** Exercise materials follows **

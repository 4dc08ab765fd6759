//! Extraction output and per-page accounting.

use serde::{Deserialize, Serialize};

use crate::detect::DocumentFormat;
use crate::error::Error;

/// Why a page contributed no text.
#[derive(Debug, Clone, PartialEq, Eq, Serialize, Deserialize)]
#[serde(tag = "reason", content = "detail", rename_all = "snake_case")]
pub enum SkipReason {
    /// The text layer was too thin and no OCR engine is configured.
    OcrUnavailable,
    /// The OCR service reported an error.
    OcrFailed(String),
    /// The OCR service did not answer in time.
    OcrTimedOut,
    /// The page could not be rendered to an image.
    RenderFailed(String),
    /// The page content stream is malformed.
    PageError(String),
    /// OCR ran but recognised nothing.
    Empty,
}

impl SkipReason {
    /// Reason for a page whose OCR request failed with `err`.
    pub fn from_ocr_error(err: &Error) -> Self {
        match err {
            Error::OcrUnavailable => SkipReason::OcrUnavailable,
            Error::OcrTimeout(_) => SkipReason::OcrTimedOut,
            other => SkipReason::OcrFailed(other.to_string()),
        }
    }
}

impl std::fmt::Display for SkipReason {
    fn fmt(&self, f: &mut std::fmt::Formatter<'_>) -> std::fmt::Result {
        match self {
            SkipReason::OcrUnavailable => write!(f, "OCR not configured"),
            SkipReason::OcrFailed(msg) => write!(f, "OCR failed: {}", msg),
            SkipReason::OcrTimedOut => write!(f, "OCR timed out"),
            SkipReason::RenderFailed(msg) => write!(f, "render failed: {}", msg),
            SkipReason::PageError(msg) => write!(f, "malformed page: {}", msg),
            SkipReason::Empty => write!(f, "no text recognised"),
        }
    }
}

/// What happened to one page.
#[derive(Debug, Clone, PartialEq, Eq, Serialize, Deserialize)]
#[serde(tag = "source", rename_all = "snake_case")]
pub enum PageOutcome {
    /// Text came from the embedded text layer.
    Embedded { chars: usize },
    /// Text came from OCR.
    Ocr { chars: usize },
    /// Nothing was appended for this page.
    Skipped(SkipReason),
}

impl PageOutcome {
    pub fn is_skipped(&self) -> bool {
        matches!(self, PageOutcome::Skipped(_))
    }
}

/// Per-document account of where the text came from.
#[derive(Debug, Clone, PartialEq, Eq, Serialize, Deserialize)]
pub struct ExtractionReport {
    /// Extraction path taken
    pub format: DocumentFormat,

    /// Total pages in the document (0 for Word uploads)
    pub page_count: u32,

    /// Outcome of every processed page, in page order
    pub pages: Vec<(u32, PageOutcome)>,
}

impl ExtractionReport {
    /// Create an empty report.
    pub fn new(format: DocumentFormat, page_count: u32) -> Self {
        Self {
            format,
            page_count,
            pages: Vec::new(),
        }
    }

    /// Record a page outcome.
    pub fn record(&mut self, page: u32, outcome: PageOutcome) {
        self.pages.push((page, outcome));
    }

    /// Page numbers that contributed no text.
    pub fn skipped_pages(&self) -> Vec<u32> {
        self.pages
            .iter()
            .filter(|(_, o)| o.is_skipped())
            .map(|(n, _)| *n)
            .collect()
    }

    /// Page numbers whose text came from OCR.
    pub fn ocr_pages(&self) -> Vec<u32> {
        self.pages
            .iter()
            .filter(|(_, o)| matches!(o, PageOutcome::Ocr { .. }))
            .map(|(n, _)| *n)
            .collect()
    }

    /// Whether some page was lost.
    pub fn is_partial(&self) -> bool {
        self.pages.iter().any(|(_, o)| o.is_skipped())
    }
}

/// Final, normalized text of an upload.
#[derive(Debug, Clone, Serialize, Deserialize)]
pub struct ExtractedText {
    /// Normalized text
    pub text: String,

    /// Where it came from
    pub report: ExtractionReport,
}

impl ExtractedText {
    /// Create a new result.
    pub fn new(text: String, report: ExtractionReport) -> Self {
        Self { text, report }
    }

    /// Number of characters (not bytes).
    pub fn char_count(&self) -> usize {
        self.text.chars().count()
    }

    /// The first `max_chars` characters, cut on a character boundary.
    ///
    /// Scoring consumers only look at a bounded prefix of the document.
    pub fn scoring_prefix(&self, max_chars: usize) -> &str {
        match self.text.char_indices().nth(max_chars) {
            Some((idx, _)) => &self.text[..idx],
            None => &self.text,
        }
    }

    /// Consume the result and keep only the text.
    pub fn into_text(self) -> String {
        self.text
    }
}

impl std::fmt::Display for ExtractedText {
    fn fmt(&self, f: &mut std::fmt::Formatter<'_>) -> std::fmt::Result {
        f.write_str(&self.text)
    }
}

** End of Exercise materials **

• **Required action**:
The full set of records must be transcribed character for character.

• **Answer to the problem**:
repository 4dc08ab765fd6759
//! Extraction output and per-page accounting.

use serde::{Deserialize, Serialize};

use crate::detect::DocumentFormat;
use crate::error::Error;

/// Why a page contributed no text.
#[derive(Debug, Clone, PartialEq, Eq, Serialize, Deserialize)]
#[serde(tag = "reason", content = "detail", rename_all = "snake_case")]
pub enum SkipReason {
    /// The text layer was too thin and no OCR engine is configured.
    OcrUnavailable,
    /// The OCR service reported an error.
    OcrFailed(String),
    /// The OCR service did not answer in time.
    OcrTimedOut,
    /// The page could not be rendered to an image.
    RenderFailed(String),
    /// The page content stream is malformed.
    PageError(String),
    /// OCR ran but recognised nothing.
    Empty,
}

impl SkipReason {
    /// Reason for a page whose OCR request failed with `err`.
    pub fn from_ocr_error(err: &Error) -> Self {
        match err {
            Error::OcrUnavailable => SkipReason::OcrUnavailable,
            Error::OcrTimeout(_) => SkipReason::OcrTimedOut,
            other => SkipReason::OcrFailed(other.to_string()),
        }
    }
}

impl std::fmt::Display for SkipReason {
    fn fmt(&self, f: &mut std::fmt::Formatter<'_>) -> std::fmt::Result {
        match self {
            SkipReason::OcrUnavailable => write!(f, "OCR not configured"),
            SkipReason::OcrFailed(msg) => write!(f, "OCR failed: {}", msg),
            SkipReason::OcrTimedOut => write!(f, "OCR timed out"),
            SkipReason::RenderFailed(msg) => write!(f, "render failed: {}", msg),
            SkipReason::PageError(msg) => write!(f, "malformed page: {}", msg),
            SkipReason::Empty => write!(f, "no text recognised"),
        }
    }
}

/// What happened to one page.
#[derive(Debug, Clone, PartialEq, Eq, Serialize, Deserialize)]
#[serde(tag = "source", rename_all = "snake_case")]
pub enum PageOutcome {
    /// Text came from the embedded text layer.
    Embedded { chars: usize },
    /// Text came from OCR.
    Ocr { chars: usize },
    /// Nothing was appended for this page.
    Skipped(SkipReason),
}

impl PageOutcome {
    pub fn is_skipped(&self) -> bool {
        matches!(self, PageOutcome::Skipped(_))
    }
}

/// Per-document account of where the text came from.
#[derive(Debug, Clone, PartialEq, Eq, Serialize, Deserialize)]
pub struct ExtractionReport {
    /// Extraction path taken
    pub format: DocumentFormat,

    /// Total pages in the document (0 for Word uploads)
    pub page_count: u32,

    /// Outcome of every processed page, in page order
    pub pages: Vec<(u32, PageOutcome)>,
}

impl ExtractionReport {
    /// Create an empty report.
    pub fn new(format: DocumentFormat, page_count: u32) -> Self {
        Self {
            format,
            page_count,
            pages: Vec::new(),
        }
    }

    /// Record a page outcome.
    pub fn record(&mut self, page: u32, outcome: PageOutcome) {
        self.pages.push((page, outcome));
    }

    /// Page numbers that contributed no text.
    pub fn skipped_pages(&self) -> Vec<u32> {
        self.pages
            .iter()
            .filter(|(_, o)| o.is_skipped())
            .map(|(n, _)| *n)
            .collect()
    }

    /// Page numbers whose text came from OCR.
    pub fn ocr_pages(&self) -> Vec<u32> {
        self.pages
            .iter()
            .filter(|(_, o)| matches!(o, PageOutcome::Ocr { .. }))
            .map(|(n, _)| *n)
            .collect()
    }

    /// Whether some page was lost.
    pub fn is_partial(&self) -> bool {
        self.pages.iter().any(|(_, o)| o.is_skipped())
    }
}

/// Final, normalized text of an upload.
#[derive(Debug, Clone, Serialize, Deserialize)]
pub struct ExtractedText {
    /// Normalized text
    pub text: String,

    /// Where it came from
    pub report: ExtractionReport,
}

impl ExtractedText {
    /// Create a new result.
    pub fn new(text: String, report: ExtractionReport) -> Self {
        Self { text, report }
    }

    /// Number of characters (not bytes).
    pub fn char_count(&self) -> usize {
        self.text.chars().count()
    }

    /// The first `max_chars` characters, cut on a character boundary.
    ///
    /// Scoring consumers only look at a bounded prefix of the document.
    pub fn scoring_prefix(&self, max_chars: usize) -> &str {
        match self.text.char_indices().nth(max_chars) {
            Some((idx, _)) => &self.text[..idx],
            None => &self.text,
        }
    }

    /// Consume the result and keep only the text.
    pub fn into_text(self) -> String {
        self.text
    }
}

impl std::fmt::Display for ExtractedText {
    fn fmt(&self, f: &mut std::fmt::Formatter<'_>) -> std::fmt::Result {
        f.write_str(&self.text)
    }
}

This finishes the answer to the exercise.